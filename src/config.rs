//! # Content Provider Configuration
//!
//! This module defines the data structures that represent the content
//! provider document (`content_providers.json`), as well as the logic for
//! parsing it.
//!
//! ## Document Format
//!
//! The document is a JSON object keyed by provider name. Each entry names
//! the URL prefix it serves and exactly one backend block:
//!
//! ```json
//! {
//!   "cr-extensions": {
//!     "serveFrom": "extensions",
//!     "chromium": { "dir": "chrome/common/extensions/docs/templates" },
//!     "defaultExtensions": [".html", ".md"],
//!     "supportsTemplates": true
//!   },
//!   "samples": {
//!     "serveFrom": "samples",
//!     "gcs": { "bucket": "gs://extension-samples", "dir": "zips" },
//!     "supportsZip": true
//!   }
//! }
//! ```
//!
//! ## Parsing
//!
//! [`ProviderDocument::parse`] validates entries one at a time. A malformed
//! entry becomes a [`Error::Configuration`] stored under its name rather than
//! failing the whole document, so the router can log it and keep serving
//! every other provider.

use crate::defaults::BUCKET_SCHEME;
use crate::error::{Error, Result};
use crate::schema::strip_comments;
use serde::{Deserialize, Serialize};
use std::collections::BTreeMap;

/// Where a provider's content comes from.
#[derive(Debug, Clone, PartialEq, Eq, Serialize)]
#[serde(tag = "kind", rename_all = "kebab-case")]
pub enum BackendSpec {
    /// A subdirectory of the host backend.
    Chroot { dir: String },
    /// An object-store bucket (name without its scheme), optionally
    /// restricted to a subdirectory.
    ObjectStore { bucket: String, dir: Option<String> },
}

/// One validated provider entry.
#[derive(Debug, Clone, PartialEq, Eq, Serialize)]
#[serde(rename_all = "camelCase")]
pub struct ProviderConfig {
    pub name: String,
    /// Request-path prefix, without leading or trailing `/`. Empty serves
    /// from the root.
    pub serve_from: String,
    pub backend: BackendSpec,
    /// Extensions tried, in order, for extension-less requests.
    pub default_extensions: Vec<String>,
    pub supports_templates: bool,
    pub supports_zip: bool,
}

#[derive(Debug, Deserialize)]
#[serde(rename_all = "camelCase", deny_unknown_fields)]
struct RawProvider {
    serve_from: Option<String>,
    chromium: Option<RawChromium>,
    gcs: Option<RawGcs>,
    #[serde(default)]
    default_extensions: Vec<String>,
    #[serde(default)]
    supports_templates: bool,
    #[serde(default)]
    supports_zip: bool,
}

#[derive(Debug, Deserialize)]
struct RawChromium {
    dir: Option<String>,
}

#[derive(Debug, Deserialize)]
struct RawGcs {
    bucket: Option<String>,
    #[serde(default)]
    dir: Option<String>,
}

fn config_error(name: &str, message: impl Into<String>, hint: &str) -> Error {
    Error::Configuration {
        provider: name.to_string(),
        message: message.into(),
        hint: Some(hint.to_string()),
    }
}

impl ProviderConfig {
    /// Validate the entry `name` of the provider document.
    pub fn from_value(name: &str, value: serde_json::Value) -> Result<Self> {
        let raw: RawProvider = serde_json::from_value(value).map_err(|e| Error::configuration(name, e.to_string()))?;

        let serve_from = raw.serve_from.ok_or_else(|| {
            config_error(
                name,
                "missing \"serveFrom\"",
                "Add \"serveFrom\": \"\" to serve from the root",
            )
        })?;

        let backend = match (raw.chromium, raw.gcs) {
            (Some(chromium), None) => BackendSpec::Chroot {
                dir: chromium.dir.ok_or_else(|| {
                    config_error(name, "\"chromium\" has no \"dir\"", "Add \"dir\" to the chromium block")
                })?,
            },
            (None, Some(gcs)) => {
                let bucket = gcs.bucket.ok_or_else(|| {
                    config_error(name, "\"gcs\" has no \"bucket\"", "Add \"bucket\": \"gs://<name>\"")
                })?;
                let bucket = bucket.strip_prefix(BUCKET_SCHEME).ok_or_else(|| {
                    config_error(
                        name,
                        format!("bucket \"{}\" does not start with {}", bucket, BUCKET_SCHEME),
                        "Prefix the bucket name with gs://",
                    )
                })?;
                if bucket.is_empty() {
                    return Err(Error::configuration(name, "bucket name is empty"));
                }
                BackendSpec::ObjectStore {
                    bucket: bucket.trim_end_matches('/').to_string(),
                    dir: gcs.dir.filter(|dir| !dir.is_empty()),
                }
            }
            (None, None) => {
                return Err(config_error(
                    name,
                    "no backend block",
                    "Add either a \"chromium\" or a \"gcs\" block",
                ))
            }
            (Some(_), Some(_)) => {
                return Err(config_error(
                    name,
                    "both \"chromium\" and \"gcs\" are set",
                    "Keep exactly one backend block",
                ))
            }
        };

        if let Some(bad) = raw.default_extensions.iter().find(|ext| !ext.starts_with('.')) {
            return Err(config_error(
                name,
                format!("default extension \"{}\" does not start with '.'", bad),
                "Write extensions as \".html\"",
            ));
        }

        Ok(ProviderConfig {
            name: name.to_string(),
            serve_from: serve_from.trim_matches('/').to_string(),
            backend,
            default_extensions: raw.default_extensions,
            supports_templates: raw.supports_templates,
            supports_zip: raw.supports_zip,
        })
    }
}

/// A parsed provider document: every entry, valid or not.
#[derive(Debug, Clone, Default)]
pub struct ProviderDocument {
    entries: BTreeMap<String, Result<ProviderConfig>>,
}

impl ProviderDocument {
    /// Parse a provider document. Only a document that is not a JSON object
    /// fails as a whole.
    pub fn parse(json: &str) -> Result<Self> {
        let values: BTreeMap<String, serde_json::Value> = serde_json::from_str(&strip_comments(json))?;
        let entries = values
            .into_iter()
            .map(|(name, value)| {
                let config = ProviderConfig::from_value(&name, value);
                (name, config)
            })
            .collect();
        Ok(Self { entries })
    }

    /// The entry `name`: `None` if absent, `Some(Err)` if malformed.
    pub fn get(&self, name: &str) -> Option<&Result<ProviderConfig>> {
        self.entries.get(name)
    }

    /// Every provider name in the document, sorted.
    pub fn names(&self) -> impl Iterator<Item = &str> {
        self.entries.keys().map(String::as_str)
    }

    /// Valid entries, sorted by name.
    pub fn valid(&self) -> impl Iterator<Item = &ProviderConfig> {
        self.entries.values().filter_map(|entry| entry.as_ref().ok())
    }

    /// The name of the valid provider serving exactly `prefix`.
    pub fn name_serving(&self, prefix: &str) -> Option<&str> {
        self.valid()
            .find(|config| config.serve_from == prefix)
            .map(|config| config.name.as_str())
    }

    pub fn len(&self) -> usize {
        self.entries.len()
    }

    pub fn is_empty(&self) -> bool {
        self.entries.is_empty()
    }
}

# # # # #

Copy out the lines of the records above in which the string "serves" appears.

#### SOLUTION:
//! the URL prefix it serves and exactly one backend block:
    /// Request-path prefix, without leading or trailing `/`. Empty serves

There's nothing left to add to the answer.